Family guy and Politics

I figured some of you might enjoy this:

It is Rush Limbaugh on Family Guy

May. 24th, 2007

The winds of fortune!

May. 14th, 2007

Thank you

Apr. 28th, 2007

The end of School days

Ok, quick announcement.

I will be graduating on June 17th, 2007 from UCSC, but I will not be done with classes until this December, my time in Santa Cruz for school is almost up, and I wanted to inform everyone.

Secondly on my graduation form I have to write 30 words or less about my college experience and/or future plans but... I have a bad memory and I am not going to graduate school (at least for now) and I am not currently lined up with a job. So if you have any ideas let me know

Thirdly, just to complain a bit, for about 3 months i have been applying for summer internships/jobs and have probably sent out around 12 resumes, with no response. I have experience, I have a 3.64 GPA, Im going to a well ranked school... I feel like I've been blacklisted during the McCarthy era... but im not a HIPPIE dammit....

Apr. 10th, 2007

History 40 - East Asia

Did any of you have History 40, modern east asia with Christy in Fall 2006? I still have no evaluation, does anyone else have this problem? it is WAYY over due.

Mar. 22nd, 2007

satire

hey everyone, below is a link to a satire of the Johnny Cash song "ring of fire"

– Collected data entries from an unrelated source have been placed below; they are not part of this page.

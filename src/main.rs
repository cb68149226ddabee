use linesync::config;
use linesync::core::clock::{AudioSource, MonotonicClock, PlaybackClock};
use linesync::core::input::InputEvent;
use linesync::game::chart::{Chart, ChartData};
use linesync::game::gameplay::{self, GameStatus};
use linesync::game::judgment::StatisticsSnapshot;
use linesync::game::note::NoteKind;
use log::{error, info, LevelFilter};
use rand::rngs::StdRng;
use rand::{Rng, SeedableRng};
use serde::Serialize;
use std::cell::RefCell;
use std::error::Error;
use std::path::PathBuf;
use std::time::{Duration, Instant};

const EXPORT_FPS: f64 = 60.0;
/// Seconds of silence played after the last note.
const TAIL_PADDING: f64 = 1.0;
/// Spread of the simulated player's timing, in seconds.
const PLAYER_SPREAD: f64 = 0.06;

/// Audio stand-in for export mode: never plays, only remembers where it was put.
struct SilentTrack {
    position: f64,
    duration: f64,
}

impl AudioSource for SilentTrack {
    fn position(&self) -> f64 {
        self.position
    }
    fn duration(&self) -> f64 {
        self.duration
    }
    fn is_playing(&self) -> bool {
        false
    }
    fn rate(&self) -> f64 {
        1.0
    }
    fn play(&mut self) {}
    fn pause(&mut self) {}
    fn seek(&mut self, position: f64) {
        self.position = position;
    }
    fn set_rate(&mut self, _rate: f64) {}
}

/// Wall-clock driven track whose reported position wobbles like a real driver.
struct JitteryTrack {
    started: Option<Instant>,
    base: f64,
    rate: f64,
    duration: f64,
    jitter: f64,
    rng: RefCell<StdRng>,
}

impl JitteryTrack {
    fn true_position(&self) -> f64 {
        let running = self.started.map_or(0.0, |s| s.elapsed().as_secs_f64() * self.rate);
        (self.base + running).min(self.duration)
    }
}

impl AudioSource for JitteryTrack {
    fn position(&self) -> f64 {
        let noise = self.rng.borrow_mut().random_range(-self.jitter..=self.jitter);
        self.true_position() + noise
    }
    fn duration(&self) -> f64 {
        self.duration
    }
    fn is_playing(&self) -> bool {
        self.started.is_some()
    }
    fn rate(&self) -> f64 {
        self.rate
    }
    fn play(&mut self) {
        if self.started.is_none() {
            self.started = Some(Instant::now());
        }
    }
    fn pause(&mut self) {
        self.base = self.true_position();
        self.started = None;
    }
    fn seek(&mut self, position: f64) {
        self.base = position;
        if self.started.is_some() {
            self.started = Some(Instant::now());
        }
    }
    fn set_rate(&mut self, rate: f64) {
        self.base = self.true_position();
        if self.started.is_some() {
            self.started = Some(Instant::now());
        }
        self.rate = rate;
    }
}

#[derive(Serialize)]
#[serde(rename_all = "camelCase")]
struct Results {
    chart: String,
    played_at: String,
    autoplay: bool,
    statistics: StatisticsSnapshot,
}

fn demo_chart() -> Result<ChartData, serde_json::Error> {
    let mut notes = Vec::new();
    for beat in 0..32i64 {
        let kind = match beat % 8 {
            3 => NoteKind::Flick,
            5 | 6 => NoteKind::Drag,
            7 => NoteKind::Hold,
            _ => NoteKind::Tap,
        };
        let end = if kind == NoteKind::Hold { beat + 2 } else { beat };
        notes.push(serde_json::json!({
            "type": kind.code(),
            "startTime": [beat + 4, 0, 1],
            "endTime": [end + 4, 0, 1],
            "positionX": ((beat % 5) as f64 - 2.0) * 120.0,
        }));
    }
    serde_json::from_value(serde_json::json!({
        "META": { "name": "Demo", "charter": "linesync", "offset": 0 },
        "BPMList": [
            { "startTime": [0, 0, 1], "bpm": 150 },
            { "startTime": [20, 0, 1], "bpm": 180 }
        ],
        "judgeLineList": [{
            "eventLayers": [{
                "speedEvents": [
                    { "startBeat": 0, "endBeat": 16, "start": 8, "end": 12, "easingType": 2 },
                    { "startBeat": 16, "start": 12, "end": 12 }
                ],
                "alphaEvents": [{ "startBeat": 0, "start": 255, "end": 255 }],
                "rotateEvents": [
                    { "startBeat": 16, "endBeat": 24, "start": 0, "end": 15, "easingType": 6 }
                ]
            }],
            "notes": notes
        }]
    }))
}

/// Presses for every note with a little human spread.
fn simulate_player(chart: &Chart, seed: u64) -> Vec<InputEvent> {
    let mut rng = StdRng::seed_from_u64(seed);
    let mut events = Vec::new();
    let offset = chart.offset_sec();
    let mut id = 0u32;
    for line in chart.lines.lines() {
        for note in line.notes.iter().filter(|n| !n.is_fake) {
            id += 1;
            let press = note.hit_time + offset + rng.random_range(-PLAYER_SPREAD..=PLAYER_SPREAD);
            events.push(InputEvent::key_down(id, press));
            let release = match note.kind {
                NoteKind::Hold => note.end_time + offset,
                _ => press + 0.05,
            };
            events.push(InputEvent::release(id, release));
        }
    }
    events.sort_by(|a, b| a.time.total_cmp(&b.time));
    events
}

fn run_export(state: &mut gameplay::State, inputs: &[InputEvent], duration: f64) {
    let mut clock = PlaybackClock::new(SilentTrack { position: 0.0, duration }, MonotonicClock::default());
    let mut next_input = 0;
    let mut frame = 0u64;
    loop {
        let tick = clock.set_frame(frame, EXPORT_FPS);
        while next_input < inputs.len() && inputs[next_input].time <= tick.time {
            gameplay::queue_input(state, inputs[next_input]);
            next_input += 1;
        }
        gameplay::update(state, tick.time);
        if tick.completed {
            break;
        }
        frame += 1;
    }
}

fn run_realtime(state: &mut gameplay::State, inputs: &[InputEvent], duration: f64) {
    let track = JitteryTrack {
        started: None,
        base: 0.0,
        rate: state.time_scale,
        duration,
        jitter: 0.015,
        rng: RefCell::new(StdRng::seed_from_u64(rand::rng().random())),
    };
    let mut clock = PlaybackClock::new(track, MonotonicClock::default());
    clock.set_rate(state.time_scale);
    clock.play();
    let mut next_input = 0;
    loop {
        let tick = clock.update();
        while next_input < inputs.len() && inputs[next_input].time <= tick.time {
            gameplay::queue_input(state, inputs[next_input]);
            next_input += 1;
        }
        gameplay::update(state, tick.time);
        if tick.completed {
            break;
        }
        std::thread::sleep(Duration::from_millis(16));
    }
}

fn main() -> Result<(), Box<dyn Error>> {
    env_logger::Builder::from_default_env()
        .filter_level(LevelFilter::Info)
        .filter_module("linesync::game::timing", LevelFilter::Warn)
        .filter_module("linesync::game::event", LevelFilter::Warn)
        .init();

    info!("linesync starting...");
    config::load();
    let prefs = config::get();

    let mut chart_path: Option<PathBuf> = None;
    let mut realtime = false;
    for arg in std::env::args().skip(1) {
        match arg.as_str() {
            "--realtime" => realtime = true,
            _ => chart_path = Some(PathBuf::from(arg)),
        }
    }

    let chart = match &chart_path {
        Some(path) => Chart::load(path),
        None => {
            info!("No chart given; playing the built-in demo.");
            demo_chart().map_err(Into::into).and_then(Chart::build)
        }
    };
    let chart = match chart {
        Ok(chart) => chart,
        Err(e) => {
            error!("Failed to load chart: {}", e);
            return Err(e.into());
        }
    };

    let name = chart.meta.name.clone();
    let duration = chart.last_note_time() + chart.offset_sec() + TAIL_PADDING;
    let inputs = if prefs.autoplay { Vec::new() } else { simulate_player(&chart, 0x5eed) };
    let mut state = gameplay::init(chart, &prefs);

    if realtime {
        info!("Playing in real time ({:.1}s).", duration);
        run_realtime(&mut state, &inputs, duration);
    } else {
        info!("Exporting at {} fps ({:.1}s).", EXPORT_FPS, duration);
        run_export(&mut state, &inputs, duration);
    }
    gameplay::finish(&mut state);
    debug_assert_eq!(state.status, GameStatus::Finished);

    let results = Results {
        chart: name,
        played_at: chrono::Local::now().to_rfc3339(),
        autoplay: prefs.autoplay,
        statistics: state.statistics.snapshot(),
    };
    println!("{}", serde_json::to_string_pretty(&results)?);
    Ok(())
}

I found it hillarious: http://mfile.akamai.com/5020/wma/rushlimb.download.akamai.com/5020/New/balloffire.asx

Feb. 26th, 2007

Murder on the Dance Floor

Before any of you jump to any conclusions, the title has nothing to do with gayness. I have applied for an internship with Microsoft over the summer (and have yet to hear back...) I also sent a copy of my resume to a local accountant that Bryan's office uses, and hopefully sometime soon I will stop being a sloth, and have a job.

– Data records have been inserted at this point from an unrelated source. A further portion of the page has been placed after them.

//! Error types for orca-core

use thiserror::Error;

/// Main error type for orca-core
#[derive(Error, Debug)]
pub enum Error {
    /// The model endpoint rejected or failed the request
    #[error("Provider error: {0}")]
    Provider(String),

    #[error("HTTP request failed: {0}")]
    Http(#[from] reqwest::Error),

    #[error("JSON parsing error: {0}")]
    Json(#[from] serde_json::Error),

    #[error("Tool '{0}' not found")]
    ToolNotFound(String),

    /// A capability was invoked with arguments it cannot accept
    #[error("Invalid arguments - {0}")]
    InvalidArguments(String),

    #[error("Tool execution error: {0}")]
    ToolExecution(String),

    #[error("Duplicate tool name: {0}")]
    DuplicateTool(String),

    #[error("Unsupported operation: {0}")]
    Unsupported(String),

    #[error("Configuration error: {0}")]
    Config(String),

    #[error("IO error: {0}")]
    Io(#[from] std::io::Error),

    #[error("{0}")]
    Other(String),
}

impl Error {
    /// Shorthand for argument errors raised while decoding tool input
    pub fn invalid_arguments(detail: impl std::fmt::Display) -> Self {
        Self::InvalidArguments(detail.to_string())
    }
}

/// Result type alias for orca-core
pub type Result<T> = std::result::Result<T, Error>;
//! Message History Benchmarks
//!
//! Measures the per-round bookkeeping of the agent loop:
//! - Turn appends with usage accounting
//! - Truncation of long conversations
//! - Formatting for the provider

use criterion::{black_box, criterion_group, criterion_main, BenchmarkId, Criterion, Throughput};
use serde_json::json;

use orca_core::history::MessageHistory;
use orca_core::{ContentBlock, Role, Usage};

/// History with `rounds` tool round trips, each costing ~100 tokens
fn build_history(rounds: usize, budget: u64) -> MessageHistory {
    let mut history = MessageHistory::new("You are a benchmark agent.", budget, true);
    let mut reported = 0;

    for i in 0..rounds {
        history.append(Role::User, format!("Question number {}", i), None);
        reported += 50;
        let usage = Usage {
            input_tokens: reported,
            output_tokens: 50,
            ..Default::default()
        };
        history.append(
            Role::Assistant,
            vec![
                ContentBlock::text("Let me look that up."),
                ContentBlock::ToolUse {
                    id: format!("call_{}", i),
                    name: "web_search".to_string(),
                    input: json!({"query": format!("topic {}", i)}),
                },
            ],
            Some(&usage),
        );
        reported += 50;
        history.append(
            Role::User,
            vec![ContentBlock::tool_result(format!("call_{}", i), "search results", false)],
            None,
        );
    }
    history
}

fn bench_append(c: &mut Criterion) {
    let mut group = c.benchmark_group("history_append");

    for rounds in [10, 100, 1000] {
        group.throughput(Throughput::Elements(rounds as u64));
        group.bench_with_input(BenchmarkId::new("round_trips", rounds), &rounds, |b, &rounds| {
            b.iter(|| black_box(build_history(rounds, u64::MAX)))
        });
    }

    group.finish();
}

fn bench_truncate(c: &mut Criterion) {
    let mut group = c.benchmark_group("history_truncate");

    for rounds in [100, 1000] {
        group.bench_with_input(BenchmarkId::new("to_2k_tokens", rounds), &rounds, |b, &rounds| {
            b.iter_with_setup(
                || build_history(rounds, 2_000),
                |mut history| black_box(history.truncate()),
            )
        });
    }

    group.finish();
}

fn bench_format(c: &mut Criterion) {
    let mut group = c.benchmark_group("history_format");

    for rounds in [10, 100, 1000] {
        let history = build_history(rounds, u64::MAX);
        group.throughput(Throughput::Elements(history.len() as u64));
        group.bench_with_input(BenchmarkId::new("format_for_api", rounds), &history, |b, history| {
            b.iter(|| black_box(history.format_for_api()))
        });
    }

    group.finish();
}

criterion_group!(benches, bench_append, bench_truncate, bench_format);
criterion_main!(benches);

Also, I wanted to say shame on the Academy that gives out the Oscars. Although I have never seen Al Gore's movie, yet, I did run across a news article today that his movie had won an Oscar. According to the Nashville Electric Service Al Gore's Mansion in Tennessee uses more electricity in one MONTH than the average household does in ONE YEAR. Gore's electricity bill per month averages $1,359. "Since the release of An Inconvenient Truth, Gore’s energy consumption has increased from an average of 16,200 kWh per month in 2005, to 18,400 kWh per month in 2006. "

Although I am not a true denier that there is a chance for global warming to exist, shouldn't one of the main proponents of its existence, a doom-sayer such as Al Gore lead the charge on cutting our wasteful energy consumption?

In case you do not believe me please see the following: http://www.tennesseepolicy.org/main/article.php?article_id=367

Feb. 25th, 2007

The Human Experience

Although many of you may have heard or read this story, I still wanted to share it with you. As pointless as this may seem, it does appear to show that conflict, war, and freedom span everywhere in human idealism.


http://news.yahoo.com/s/afp/20070224/ts_alt_afp/usitinternetattacks_070224005516

Virtual terror strikes Second Life

by Glenn Chapman Sat Feb 24, 11:54 AM ET

SAN FRANCISCO (AFP) - In an explosive display, virtual-world banes now mirror the havoc of the real one as terrorists have launched a bombing campaign in Second Life.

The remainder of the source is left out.